Shaddox wrote the 12 originals and does all of the playing and singing, and this is one homemade CD that sounds pristine. He plays all manner of guitars — including some really effective lap steel, banjo, mandolin, bass, and adds layers of harmonies, all easily blending into tasteful arrangements. To this, he adds the kind of assured vocal presence that works for both rustic and smooth songs equally well.
“I Believe” is sort of a mission statement for the album, and starts with a brisk, ear-grabbing acoustic and electric guitar hook, then Shaddox lays down his testimony about how he never pays attention to the “noise” of our hectic world, preferring the quiet and calm of the “long lost ways” within. The simple, mid-tempo country shuffle “Good Idea” clicks with a catchy melody and a good-time story about getting back to nature with a musical palette of swirling pedal steel lines and friendly banjo licks. The same themes dominate the folk tale “Far to Find.” Over soft, finger-picked guitar, Shaddox sings “I don’t need a big city mansion…All I want is a reminder/ Of the love I’ve travelled so far to find.”

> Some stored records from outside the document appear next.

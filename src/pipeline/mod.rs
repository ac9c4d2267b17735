//! Pipeline entry points.
//!
//! - `Crawler::run_crawl`: crawl every source and publish new items
//! - `FeedBuilder::render`: merge items into one RSS document

pub mod crawl;
pub mod feed;

pub use crawl::Crawler;
pub use feed::{FeedBuilder, merge_items, rss_timestamp};
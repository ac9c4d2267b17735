//! Item record data structure.

use chrono::{DateTime, Utc};
use serde::{Deserialize, Serialize};

/// One post extracted from a source page.
#[derive(Debug, Clone, Serialize, Deserialize, PartialEq, Eq)]
pub struct ItemRecord {
    /// Source (channel) the post belongs to
    pub source_id: String,

    /// Native post number; orders and deduplicates posts within one source
    pub sequence: u64,

    /// Plain-text content, possibly empty
    pub body: String,

    /// Attachment locator, if the post carries a renderable one
    pub media_ref: Option<String>,

    /// Publication time, or the observation time when the page had none
    pub published_at: DateTime<Utc>,

    /// Canonical external link to the post
    pub permalink: String,
}

impl ItemRecord {
    /// Build the canonical link for a native post identifier (`source/123`).
    pub fn permalink_for(base_url: &str, native_post: &str) -> String {
        format!("{}/{}", base_url.trim_end_matches('/'), native_post)
    }
}

#[cfg(test)]
mod tests {
    use super::*;

    #[test]
    fn test_permalink_for() {
        assert_eq!(
            ItemRecord::permalink_for("https://t.me/", "durov/42"),
            "https://t.me/durov/42"
        );
        assert_eq!(
            ItemRecord::permalink_for("https://t.me", "durov/42"),
            "https://t.me/durov/42"
        );
    }
}
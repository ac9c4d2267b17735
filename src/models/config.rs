//! Application configuration structures.

use std::collections::HashSet;
use std::fs;
use std::path::Path;

use serde::{Deserialize, Serialize};

use crate::error::{AppError, Result};

/// Root application configuration.
#[derive(Debug, Clone, Serialize, Deserialize)]
pub struct Config {
    /// Channel names to crawl
    #[serde(default)]
    pub sources: Vec<String>,

    /// Optional newline-separated channel list merged into `sources`
    #[serde(default, skip_serializing_if = "Option::is_none")]
    pub sources_file: Option<String>,

    /// HTTP and crawling behavior settings
    #[serde(default)]
    pub crawler: CrawlerConfig,

    /// Per-source pagination limits
    #[serde(default)]
    pub paginator: PaginatorConfig,

    /// Output feed settings
    #[serde(default)]
    pub feed: FeedConfig,

    /// Object store layout
    #[serde(default)]
    pub storage: StorageConfig,
}

impl Config {
    /// Load configuration from a TOML file.
    pub fn load(path: impl AsRef<Path>) -> Result<Self> {
        let content = fs::read_to_string(path)?;
        Self::from_toml(&content)
    }

    /// Parse configuration from TOML text.
    pub fn from_toml(content: &str) -> Result<Self> {
        Ok(toml::from_str(content)?)
    }

    /// Append sources from a channel list, keeping first-seen order.
    pub fn merge_sources(&mut self, extra: impl IntoIterator<Item = String>) {
        self.sources.extend(extra);
        self.sources = dedup_sources(std::mem::take(&mut self.sources));
    }

    /// The configured sources, trimmed and deduplicated.
    pub fn source_ids(&self) -> Vec<String> {
        dedup_sources(self.sources.clone())
    }

    /// Validate configuration values for basic sanity.
    pub fn validate(&self) -> Result<()> {
        if self.crawler.user_agent.trim().is_empty() {
            return Err(AppError::validation("crawler.user_agent is empty"));
        }
        if self.crawler.timeout_secs == 0 {
            return Err(AppError::validation("crawler.timeout_secs must be > 0"));
        }
        if self.crawler.max_concurrent == 0 {
            return Err(AppError::validation("crawler.max_concurrent must be > 0"));
        }
        url::Url::parse(&self.crawler.base_url).map_err(|e| {
            AppError::validation(format!(
                "crawler.base_url '{}' is invalid: {e}",
                self.crawler.base_url
            ))
        })?;
        if self.paginator.item_budget == 0 {
            return Err(AppError::validation("paginator.item_budget must be > 0"));
        }
        if self.paginator.max_pages == 0 {
            return Err(AppError::validation("paginator.max_pages must be > 0"));
        }
        if self.feed.title_max_chars == 0 {
            return Err(AppError::validation("feed.title_max_chars must be > 0"));
        }
        if self.storage.feed_key.trim().is_empty() || self.storage.state_key.trim().is_empty() {
            return Err(AppError::validation("storage keys must not be empty"));
        }
        if self.storage.feed_key == self.storage.state_key {
            return Err(AppError::validation(
                "storage.feed_key and storage.state_key must differ",
            ));
        }
        if self.source_ids().is_empty() {
            return Err(AppError::validation("No sources defined"));
        }
        Ok(())
    }
}

impl Default for Config {
    fn default() -> Self {
        Self {
            sources: Vec::new(),
            sources_file: None,
            crawler: CrawlerConfig::default(),
            paginator: PaginatorConfig::default(),
            feed: FeedConfig::default(),
            storage: StorageConfig::default(),
        }
    }
}

/// Parse a channel list: whitespace or newline separated, `#` starts a comment.
pub fn parse_source_list(text: &str) -> Vec<String> {
    let names = text
        .lines()
        .map(|line| line.split('#').next().unwrap_or(""))
        .flat_map(str::split_whitespace)
        .map(str::to_string);
    dedup_sources(names)
}

fn dedup_sources(names: impl IntoIterator<Item = String>) -> Vec<String> {
    let mut seen = HashSet::new();
    names
        .into_iter()
        .map(|n| n.trim().trim_start_matches('@').to_string())
        .filter(|n| !n.is_empty())
        .filter(|n| seen.insert(n.clone()))
        .collect()
}

/// HTTP client and crawling behavior settings.
#[derive(Debug, Clone, Serialize, Deserialize)]
pub struct CrawlerConfig {
    /// Origin serving the channel preview pages
    #[serde(default = "defaults::base_url")]
    pub base_url: String,

    /// User-Agent header for HTTP requests
    #[serde(default = "defaults::user_agent")]
    pub user_agent: String,

    /// Request timeout in seconds
    #[serde(default = "defaults::timeout")]
    pub timeout_secs: u64,

    /// Delay between page requests of one source in milliseconds
    #[serde(default = "defaults::request_delay")]
    pub request_delay_ms: u64,

    /// Maximum sources crawled at the same time
    #[serde(default = "defaults::max_concurrent")]
    pub max_concurrent: usize,
}

impl Default for CrawlerConfig {
    fn default() -> Self {
        Self {
            base_url: defaults::base_url(),
            user_agent: defaults::user_agent(),
            timeout_secs: defaults::timeout(),
            request_delay_ms: defaults::request_delay(),
            max_concurrent: defaults::max_concurrent(),
        }
    }
}

/// Pagination limits applied to every source.
#[derive(Debug, Clone, Serialize, Deserialize)]
pub struct PaginatorConfig {
    /// Target number of new items per source and run (may be overshot by one page)
    #[serde(default = "defaults::item_budget")]
    pub item_budget: usize,

    /// Maximum pages fetched per source and run, newest page included
    #[serde(default = "defaults::max_pages")]
    pub max_pages: usize,
}

impl Default for PaginatorConfig {
    fn default() -> Self {
        Self {
            item_budget: defaults::item_budget(),
            max_pages: defaults::max_pages(),
        }
    }
}

/// Output feed settings.
#[derive(Debug, Clone, Serialize, Deserialize)]
pub struct FeedConfig {
    #[serde(default = "defaults::feed_title")]
    pub title: String,

    #[serde(default = "defaults::feed_link")]
    pub link: String,

    #[serde(default = "defaults::feed_description")]
    pub description: String,

    #[serde(default = "defaults::feed_language")]
    pub language: String,

    /// Characters of the body kept in an entry title
    #[serde(default = "defaults::title_max_chars")]
    pub title_max_chars: usize,

    /// Appended to a title that was cut
    #[serde(default = "defaults::truncation_marker")]
    pub truncation_marker: String,

    /// Title used for posts without text
    #[serde(default = "defaults::untitled")]
    pub untitled: String,
}

impl Default for FeedConfig {
    fn default() -> Self {
        Self {
            title: defaults::feed_title(),
            link: defaults::feed_link(),
            description: defaults::feed_description(),
            language: defaults::feed_language(),
            title_max_chars: defaults::title_max_chars(),
            truncation_marker: defaults::truncation_marker(),
            untitled: defaults::untitled(),
        }
    }
}

/// Object store layout.
#[derive(Debug, Clone, Serialize, Deserialize)]
pub struct StorageConfig {
    /// Root directory of the local backend
    #[serde(default = "defaults::storage_root")]
    pub root: String,

    /// Key of the rendered feed document
    #[serde(default = "defaults::feed_key")]
    pub feed_key: String,

    /// Key of the watermark snapshot
    #[serde(default = "defaults::state_key")]
    pub state_key: String,
}

impl Default for StorageConfig {
    fn default() -> Self {
        Self {
            root: defaults::storage_root(),
            feed_key: defaults::feed_key(),
            state_key: defaults::state_key(),
        }
    }
}

mod defaults {
    // Crawler defaults
    pub fn base_url() -> String {
        "https://t.me".into()
    }
    pub fn user_agent() -> String {
        "Mozilla/5.0 (Windows NT 10.0; Win64; x64) AppleWebKit/537.36".into()
    }
    pub fn timeout() -> u64 {
        30
    }
    pub fn request_delay() -> u64 {
        250
    }
    pub fn max_concurrent() -> usize {
        4
    }

    // Paginator defaults
    pub fn item_budget() -> usize {
        50
    }
    pub fn max_pages() -> usize {
        20
    }

    // Feed defaults
    pub fn feed_title() -> String {
        "Merged channel feed".into()
    }
    pub fn feed_link() -> String {
        "https://t.me".into()
    }
    pub fn feed_description() -> String {
        "New posts merged from all configured channels".into()
    }
    pub fn feed_language() -> String {
        "en".into()
    }
    pub fn title_max_chars() -> usize {
        60
    }
    pub fn truncation_marker() -> String {
        "…".into()
    }
    pub fn untitled() -> String {
        "Untitled".into()
    }

    // Storage defaults
    pub fn storage_root() -> String {
        "storage".into()
    }
    pub fn feed_key() -> String {
        "merged.xml".into()
    }
    pub fn state_key() -> String {
        "db.json".into()
    }
}
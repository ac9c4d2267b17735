// src/lib.rs

//! Chanfeed Library
//!
//! Incremental crawler that merges public channel previews into one RSS feed.

pub mod config;
pub mod error;
#[cfg(feature = "lambda")]
pub mod lambda;
pub mod models;
pub mod pipeline;
pub mod services;
pub mod storage;
pub mod utils;

#[cfg(test)]
mod testing;
// src/models/mod.rs

//! Domain models for the feed crawler.
//!
//! This module contains all data structures used throughout the application,
//! organized by their primary purpose.

mod config;
mod item;
mod report;
mod watermark;

// Re-export all public types
pub use config::{
    Config, CrawlerConfig, FeedConfig, PaginatorConfig, StorageConfig, parse_source_list,
};
pub use item::ItemRecord;
pub use report::{CrawlReport, SourceFailure};
pub use watermark::WatermarkMap;
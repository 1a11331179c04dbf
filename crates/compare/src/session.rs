//! Comparison session: the state machine that owns both viewports.
//!
//! ```text
//! Single --request_compare--> PickingYear --select_year--> Resolving
//! Resolving --resolved(ok)--> Comparing      Resolving --resolved(err)--> PickingYear
//! Comparing --select_year--> Resolving       Comparing --exit_compare--> Single
//! PickingYear --cancel--> Single
//! ```
//!
//! Triggers that do not apply to the current state are ignored. The session
//! is the only owner of viewport handles; the synchronizer and the reveal
//! controller refer to them by id.

use foundation::geo::LngLat;
use runtime::event_bus::EventBus;
use runtime::metrics::Metrics;
use tracing::{debug, info, warn};

use crate::camera::{CameraState, ZoomRange};
use crate::config::CompareConfig;
use crate::error::{ResolveError, SessionError, ViewportError};
use crate::resolver::{HistoricalSourceResolver, PendingResolve, ResolveOutcome, TileUrlClient};
use crate::reveal::{ClipMask, ContainerRect, RevealController};
use crate::source::{Basemap, SourceSet, TileSourceDescriptor};
use crate::sync::{CameraSynchronizer, SyncOutcome};
use crate::viewport::{CameraChange, ContainerRef, MapBackend, ViewportId, ViewportRole, Viewports};

/// Trace entries retained per session; older ones are evicted.
pub const EVENT_LOG_CAPACITY: usize = 256;

#[derive(Debug, Copy, Clone, PartialEq, Eq)]
pub enum SessionState {
    Single,
    PickingYear,
    Resolving,
    Comparing,
}

impl SessionState {
    pub fn as_str(&self) -> &'static str {
        match self {
            SessionState::Single => "single",
            SessionState::PickingYear => "picking_year",
            SessionState::Resolving => "resolving",
            SessionState::Comparing => "comparing",
        }
    }
}

/// Whether a historical viewport is currently mounted.
#[derive(Debug, Copy, Clone, PartialEq, Eq)]
pub enum Mode {
    Single,
    Comparing,
}

/// What happened to a completed resolution.
#[derive(Debug, Clone, PartialEq)]
pub enum ResolutionStatus {
    /// Superseded, or the session moved on while it was in flight.
    Discarded,
    /// The descriptor is bound to the historical viewport.
    Applied,
    /// The resolver failed; the error is also the session notice.
    Failed(ResolveError),
}

#[derive(Debug)]
struct ActiveComparison {
    secondary: ViewportId,
    sync: CameraSynchronizer,
    year: String,
    source: TileSourceDescriptor,
}

pub struct ComparisonSession<B: MapBackend, C> {
    viewports: Viewports<B>,
    primary: ViewportId,
    historical_container: ContainerRef,
    historical_zoom: ZoomRange,
    resolver: HistoricalSourceResolver<C>,
    state: SessionState,
    pending_year: Option<String>,
    comparison: Option<ActiveComparison>,
    reveal: RevealController,
    basemap: Basemap,
    current_year: String,
    notice: Option<String>,
    events: EventBus,
    metrics: Metrics,
}
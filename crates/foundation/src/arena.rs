use crate::handles::Handle;

#[derive(Debug)]
struct Slot<T> {
    generation: u32,
    value: Option<T>,
}

/// Generational arena.
///
/// Removed slots are recycled with a bumped generation; lookups with a handle
/// from an earlier generation return `None`.
#[derive(Debug)]
pub struct Arena<T> {
    slots: Vec<Slot<T>>,
    free: Vec<u32>,
    len: usize,
}

impl<T> Default for Arena<T> {
    fn default() -> Self {
        Self::new()
    }
}

impl<T> Arena<T> {
    pub fn new() -> Self {
        Arena {
            slots: Vec::new(),
            free: Vec::new(),
            len: 0,
        }
    }

    pub fn len(&self) -> usize {
        self.len
    }

    pub fn is_empty(&self) -> bool {
        self.len == 0
    }

    pub fn insert(&mut self, value: T) -> Handle {
        self.len += 1;
        if let Some(index) = self.free.pop() {
            let slot = &mut self.slots[index as usize];
            slot.value = Some(value);
            return Handle::new(index, slot.generation);
        }

        let index = self.slots.len() as u32;
        self.slots.push(Slot {
            generation: 0,
            value: Some(value),
        });
        Handle::new(index, 0)
    }

    pub fn contains(&self, handle: Handle) -> bool {
        self.get(handle).is_some()
    }

    pub fn get(&self, handle: Handle) -> Option<&T> {
        self.slots
            .get(handle.index() as usize)
            .filter(|s| s.generation == handle.generation())
            .and_then(|s| s.value.as_ref())
    }

    pub fn get_mut(&mut self, handle: Handle) -> Option<&mut T> {
        self.slots
            .get_mut(handle.index() as usize)
            .filter(|s| s.generation == handle.generation())
            .and_then(|s| s.value.as_mut())
    }

    pub fn remove(&mut self, handle: Handle) -> Option<T> {
        let slot = self.slots.get_mut(handle.index() as usize)?;
        if slot.generation != handle.generation() {
            return None;
        }
        let value = slot.value.take()?;
        slot.generation = slot.generation.wrapping_add(1);
        self.free.push(handle.index());
        self.len -= 1;
        Some(value)
    }

    /// Live entries in ascending slot order.
    pub fn iter(&self) -> impl Iterator<Item = (Handle, &T)> {
        self.slots.iter().enumerate().filter_map(|(idx, slot)| {
            slot.value
                .as_ref()
                .map(|v| (Handle::new(idx as u32, slot.generation), v))
        })
    }
}

#[cfg(test)]
mod tests {
    use super::Arena;

    #[test]
    fn insert_and_get() {
        let mut arena = Arena::new();
        let a = arena.insert("a");
        let b = arena.insert("b");
        assert_eq!(arena.get(a), Some(&"a"));
        assert_eq!(arena.get(b), Some(&"b"));
        assert_eq!(arena.len(), 2);
    }

    #[test]
    fn removed_handle_goes_stale_after_slot_reuse() {
        let mut arena = Arena::new();
        let a = arena.insert(1);
        assert_eq!(arena.remove(a), Some(1));
        assert_eq!(arena.remove(a), None);

        let b = arena.insert(2);
        assert_eq!(a.index(), b.index());
        assert_ne!(a.generation(), b.generation());
        assert!(arena.get(a).is_none());
        assert_eq!(arena.get(b), Some(&2));
        assert_eq!(arena.len(), 1);
    }

    #[test]
    fn iter_skips_removed_slots() {
        let mut arena = Arena::new();
        let a = arena.insert('a');
        let _b = arena.insert('b');
        arena.remove(a);
        let values: Vec<_> = arena.iter().map(|(_, v)| *v).collect();
        assert_eq!(values, vec!['b']);
    }
}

“Waiting for the One” is a highlight that zips along with a new-grass vibe, a hoedown with an infectious guitar/mandolin riff that makes both feet tap as Shaddox again nails the vocal and arrangement. “Come Back to Me” is next and stays out in the hills for another sharp close-harmony country gem. On a disc with many standout tracks, not everything works; “This One” is a slow ballad that seems to drag forever, and “Who Let You Go?” is a slow-paced country rocker that never breaks loose and doesn’t fit Shaddox’ vocal strengths.
“Holy Whistle Blues” shows another side of Shaddox, as a bluesman with slick picking and a catchy tale that is a throw back to the days when many country-blues tunes were about staying on the good side of Jesus. He closes out the disc with “The Ballad of Dan McGee,” a highlight and one of those Dylanesque folk storyboards about tough times and hard characters in the old West. With just the right touch of world-weariness, and a minor-chord background dirge, Shaddox confesses the murder of a fellow miner in a moment of weakness and greed, “For I knew that if they looked me in the eye they’d surely see/ That underneath the setting sun I’d killed old Dan McGee”.
Golden Fate is an excellent roots album, an eclectic delight that establishes Billy Shaddox as a multi-faceted talent and skilled songwriter.
Billy Shaddox will be at Lestat’s on Saturday, May 25, 9pm, along with Shawn Rohlf.